Totals funding for all types of pain research for each year were as follows:

  • 2014 = $498,635,086
  • 2015 = $463,090,712
  • 2016 = $482,907,817
  • 2017 = $515,503,600

A lion share of the totals continues to be for identifying and treating opiate abuse, addiction identification and some treatment. And while strictly speaking these are not pain issues, a large portion of the budget goes for funding them.

While abuse occurs in less than 5% of chronic pain patients, conventional thinking remains that exposure to opiates under any condition is a major contributor to abuse and addiction. After this length of time and with the lack of data for connecting the dots between chronic pain treatment with opiate addiction, one has to ask why government policy continues to pursue the idea. The conclusion which comes to mind is that such a pursuit is not rational, but instead the agenda of an anti-opiate minority.

Policy Follows Research Funding

From the NIH’s data it’s clear that where research goes, policy will follow. And while it’s positive to see more research done for chronic pain, the emphasis remains on non-opiate treatment options for chronic pain. It’s true that despite research to date, there have been no treatments found which have the benefits of opiates without the down side of opiates. What I take from reviewing dozens of papers is this, is that opiates are and will continue to play a major role in chronic pain management.
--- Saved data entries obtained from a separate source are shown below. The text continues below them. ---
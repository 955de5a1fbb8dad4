//! Client timing and buffer parameters.

use std::time::Duration;

use crate::socket::MAX_DATAGRAM;

/// Adjustable client parameters.
#[derive(Debug, Clone)]
pub struct ClientConfig {
    /// Silence after which the identical request is sent again.  Fixed: there
    /// is no back-off and no cap on the number of retransmissions.
    pub retransmit_interval: Duration,
    /// How long a cache entry is trusted without asking the server.
    pub cache_interval: Duration,
    /// Upper bound on waiting for a reply.  `None` waits forever.
    pub deadline: Option<Duration>,
    /// Receive buffer size.
    pub max_datagram: usize,
}

impl Default for ClientConfig {
    fn default() -> Self {
        Self {
            retransmit_interval: Duration::from_secs(1),
            cache_interval: Duration::from_secs(30),
            deadline: None,
            max_datagram: MAX_DATAGRAM,
        }
    }
}
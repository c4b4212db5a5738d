//! Analysis result schema
//!
//! The backend owns this format and nothing guarantees its shape, so every
//! field is optional. The raw JSON value is kept next to the typed view:
//! exports write the raw value back out untouched.

use crate::error::{Error, Result};
use serde::{Deserialize, Deserializer, Serialize};
use serde_json::Value;

/// Placeholder shown for any field the backend did not return.
pub const NOT_AVAILABLE: &str = "N/A";

/// Typed result-or-default accessor over the optional schema.
pub trait OrNotAvailable {
    fn or_not_available(self) -> String;
}

impl OrNotAvailable for Option<String> {
    fn or_not_available(self) -> String {
        match self {
            Some(value) if !value.trim().is_empty() => value,
            _ => NOT_AVAILABLE.to_string(),
        }
    }
}

impl OrNotAvailable for Option<&str> {
    fn or_not_available(self) -> String {
        self.map(str::to_string).or_not_available()
    }
}

/// One analyzed document: the verbatim response plus its typed view.
#[derive(Debug, Clone, PartialEq)]
pub struct AnalysisResult {
    raw: Value,
    data: AnalysisData,
}

/// `data` payload of the analysis response.
#[derive(Debug, Clone, Default, PartialEq, Serialize, Deserialize)]
#[serde(default)]
pub struct AnalysisData {
    #[serde(deserialize_with = "null_as_default")]
    pub documento: Documento,
    #[serde(deserialize_with = "null_as_default")]
    pub dados_remessa: DadosRemessa,
    #[serde(deserialize_with = "null_as_default")]
    pub transporte: Transporte,
    #[serde(deserialize_with = "null_items_as_default")]
    pub tabelas_detectadas: Vec<TabelaDetectada>,
}

#[derive(Debug, Clone, Default, PartialEq, Serialize, Deserialize)]
#[serde(default)]
pub struct Documento {
    #[serde(deserialize_with = "lenient_text")]
    pub tipo_documento: Option<String>,
    #[serde(deserialize_with = "null_as_default")]
    pub metadata: Metadata,
    /// Raw OCR text.
    #[serde(deserialize_with = "lenient_text")]
    pub conteudo_completo: Option<String>,
    #[serde(deserialize_with = "lenient_text")]
    pub status: Option<String>,
}

#[derive(Debug, Clone, Default, PartialEq, Serialize, Deserialize)]
#[serde(default)]
pub struct Metadata {
    #[serde(deserialize_with = "lenient_text")]
    pub nome_arquivo: Option<String>,
    #[serde(deserialize_with = "lenient_text")]
    pub processado_em: Option<String>,
    pub tamanho: Option<Value>,
}

#[derive(Debug, Clone, Default, PartialEq, Serialize, Deserialize)]
#[serde(default)]
pub struct DadosRemessa {
    #[serde(rename = "número_do_documento", deserialize_with = "null_as_default")]
    pub numero_documento: Campo,
    #[serde(rename = "data_de_saída", deserialize_with = "null_as_default")]
    pub data_saida: Campo,
    #[serde(rename = "responsável_pela_expedição", deserialize_with = "null_as_default")]
    pub responsavel_expedicao: Campo,
}

#[derive(Debug, Clone, Default, PartialEq, Serialize, Deserialize)]
#[serde(default)]
pub struct Transporte {
    #[serde(deserialize_with = "null_as_default")]
    pub nome_do_caminhoneiro: Campo,
    #[serde(rename = "placa_do_veículo", deserialize_with = "null_as_default")]
    pub placa_veiculo: Campo,
    #[serde(deserialize_with = "null_as_default")]
    pub valor_do_frete: Campo,
}

/// Extracted field, wrapped by the backend as `{ "valor": ... }`.
#[derive(Debug, Clone, Default, PartialEq, Serialize, Deserialize)]
#[serde(default)]
pub struct Campo {
    pub valor: Option<Value>,
}

impl Campo {
    pub fn text(&self) -> Option<String> {
        self.valor.as_ref().and_then(scalar_to_string)
    }
}

#[derive(Debug, Clone, Default, PartialEq, Serialize, Deserialize)]
#[serde(default)]
pub struct TabelaDetectada {
    /// Row 0 and row 1 are header-like, data starts at row 2.
    #[serde(deserialize_with = "null_items_as_default")]
    pub dados_estruturados: Vec<Vec<Value>>,
}

impl TabelaDetectada {
    /// All rows with every cell rendered as text.
    pub fn rows(&self) -> Vec<Vec<String>> {
        self.dados_estruturados
            .iter()
            .map(|row| {
                row.iter()
                    .map(|cell| scalar_to_string(cell).unwrap_or_default())
                    .collect()
            })
            .collect()
    }
}

/// `null` reads as the type's default; any other value must still fit `T`.
fn null_as_default<'de, D, T>(deserializer: D) -> std::result::Result<T, D::Error>
where
    D: Deserializer<'de>,
    T: Default + Deserialize<'de>,
{
    Ok(Option::<T>::deserialize(deserializer)?.unwrap_or_default())
}

/// A list where both the list and any of its entries may be `null`.
fn null_items_as_default<'de, D, T>(deserializer: D) -> std::result::Result<Vec<T>, D::Error>
where
    D: Deserializer<'de>,
    T: Default + Deserialize<'de>,
{
    let items = Option::<Vec<Option<T>>>::deserialize(deserializer)?;
    Ok(items
        .unwrap_or_default()
        .into_iter()
        .map(Option::unwrap_or_default)
        .collect())
}

/// Display text from any JSON scalar; numbers and booleans are stringified.
fn lenient_text<'de, D>(deserializer: D) -> std::result::Result<Option<String>, D::Error>
where
    D: Deserializer<'de>,
{
    let value = Option::<Value>::deserialize(deserializer)?;
    Ok(value.as_ref().and_then(scalar_to_string))
}

fn scalar_to_string(value: &Value) -> Option<String> {
    match value {
        Value::Null => None,
        Value::String(s) => Some(s.clone()),
        Value::Number(n) => Some(n.to_string()),
        Value::Bool(b) => Some(b.to_string()),
        other => Some(other.to_string()),
    }
}

impl AnalysisResult {
    /// Builds a result from an API value.
    ///
    /// Accepts both the `{ "data": { ... } }` envelope returned by the upload
    /// endpoint and the bare payload some list entries carry. Missing or `null`
    /// fields become `None` or empty; a section or table of the wrong JSON type
    /// is an error.
    pub fn from_value(raw: Value) -> Result<Self> {
        let payload = match &raw {
            Value::Object(map) => match map.get("data") {
                Some(inner @ Value::Object(_)) => inner.clone(),
                Some(Value::Null) | None => raw.clone(),
                Some(other) => {
                    return Err(Error::Schema(format!(
                        "`data` must be an object, got {}",
                        json_kind(other)
                    )))
                }
            },
            other => {
                return Err(Error::Schema(format!(
                    "expected an object, got {}",
                    json_kind(other)
                )))
            }
        };
        let data: AnalysisData = serde_json::from_value(payload)?;
        Ok(Self { raw, data })
    }

    pub fn from_json_str(text: &str) -> Result<Self> {
        Self::from_value(serde_json::from_str(text)?)
    }

    /// The response exactly as received.
    pub fn raw(&self) -> &Value {
        &self.raw
    }

    pub fn data(&self) -> &AnalysisData {
        &self.data
    }

    pub fn file_name(&self) -> Option<String> {
        non_empty(self.data.documento.metadata.nome_arquivo.as_deref())
    }

    pub fn document_type(&self) -> Option<String> {
        non_empty(self.data.documento.tipo_documento.as_deref())
    }

    pub fn processed_at(&self) -> Option<String> {
        non_empty(self.data.documento.metadata.processado_em.as_deref())
    }

    pub fn file_size(&self) -> Option<String> {
        self.data
            .documento
            .metadata
            .tamanho
            .as_ref()
            .and_then(scalar_to_string)
    }

    pub fn status(&self) -> Option<String> {
        non_empty(self.data.documento.status.as_deref())
    }

    pub fn raw_text(&self) -> Option<String> {
        self.data.documento.conteudo_completo.clone()
    }

    pub fn document_number(&self) -> Option<String> {
        self.data.dados_remessa.numero_documento.text()
    }

    pub fn departure_date(&self) -> Option<String> {
        self.data.dados_remessa.data_saida.text()
    }

    pub fn dispatcher(&self) -> Option<String> {
        self.data.dados_remessa.responsavel_expedicao.text()
    }

    pub fn driver(&self) -> Option<String> {
        self.data.transporte.nome_do_caminhoneiro.text()
    }

    pub fn plate(&self) -> Option<String> {
        self.data.transporte.placa_veiculo.text()
    }

    pub fn freight_value(&self) -> Option<String> {
        self.data.transporte.valor_do_frete.text()
    }

    /// First detected table, if the backend found any.
    pub fn first_table(&self) -> Option<&TabelaDetectada> {
        self.data.tabelas_detectadas.first()
    }
}

impl Serialize for AnalysisResult {
    fn serialize<S: serde::Serializer>(&self, serializer: S) -> std::result::Result<S::Ok, S::Error> {
        self.raw.serialize(serializer)
    }
}

impl<'de> Deserialize<'de> for AnalysisResult {
    fn deserialize<D: serde::Deserializer<'de>>(deserializer: D) -> std::result::Result<Self, D::Error> {
        let raw = Value::deserialize(deserializer)?;
        AnalysisResult::from_value(raw).map_err(serde::de::Error::custom)
    }
}

fn non_empty(value: Option<&str>) -> Option<String> {
    value
        .map(str::trim)
        .filter(|v| !v.is_empty())
        .map(str::to_string)
}

fn json_kind(value: &Value) -> &'static str {
    match value {
        Value::Null => "null",
        Value::Bool(_) => "a boolean",
        Value::Number(_) => "a number",
        Value::String(_) => "a string",
        Value::Array(_) => "an array",
        Value::Object(_) => "an object",
    }
}

#[cfg(test)]
pub(crate) mod fixtures {
    use serde_json::{json, Value};

    pub fn sample_response() -> Value {
        json!({
            "data": {
                "documento": {
                    "tipo_documento": "nota_de_remessa",
                    "metadata": {
                        "nome_arquivo": "remessa_0042.png",
                        "processado_em": "2025-03-14T09:26:53.589793",
                        "tamanho": 183245
                    },
                    "conteudo_completo": "NOTA DE REMESSA\nN° 0042\nMotorista: João Silva"
                },
                "dados_remessa": {
                    "número_do_documento": { "valor": "0042" },
                    "data_de_saída": { "valor": "13/03/2025" },
                    "responsável_pela_expedição": { "valor": "Maria Souza" }
                },
                "transporte": {
                    "nome_do_caminhoneiro": { "valor": "João Silva" },
                    "placa_do_veículo": { "valor": "ABC-1D23" },
                    "valor_do_frete": { "valor": 350.5 }
                },
                "tabelas_detectadas": [
                    {
                        "dados_estruturados": [
                            ["Produto", "Qtd", "Unidade"],
                            ["", "", ""],
                            ["Cimento CP-II", 40, "saco"],
                            ["Areia média", "2", "m³"]
                        ]
                    }
                ]
            },
            "extra_backend_field": { "kept": true }
        })
    }
}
That said the emphasis in research remains on the draw back to opiates, their abuse, physical dependence, identification of addiction and treatment for it.

Research into the long term benefits of opiates gets less than $500,000 in funding each year.

While not included in this graph, data from 2016- 2017 shows increased funding for research into opiate minimums in elective surgery procedures. This is in line with recent announcements in 2019 of some hospitals adopting goals of reducing the use of opiate in elective surgery and trauma, by 80%. With a greater emphasis on regional blocks using long acting local anesthetics for managing pain while in the hospital. But, these goals also impact the use of opiates at discharge following a hospital stay. The same hospitals advocating large reductions in opiates also support sending patients home without opiates after a minimal hospital stay. Whether or not this will be widely received and accepted remains to be seen. There is little funding for this perspective, so I tend to believe such ideas are more in line with anti-opiate zealots acting on their own as opposed to a major push from all researchers to minimize opiate exposure to opiate naïve patients.

The anti-opiate mentality pervades every aspect of government policy with the most often sited reason as, the risk for addiction. Yet research shows inconclusive detrimental effects, with the exception of addiction. Most long term chronic pain patients, those with more than 6 months of treatment with opiates, have less than a 5% failure rate into addiction. While often not sited in research, one of the reasons for such a minimal failure rate is because early detection and identification has improved significantly yielding the highest success rates at combating opiate addiction ever.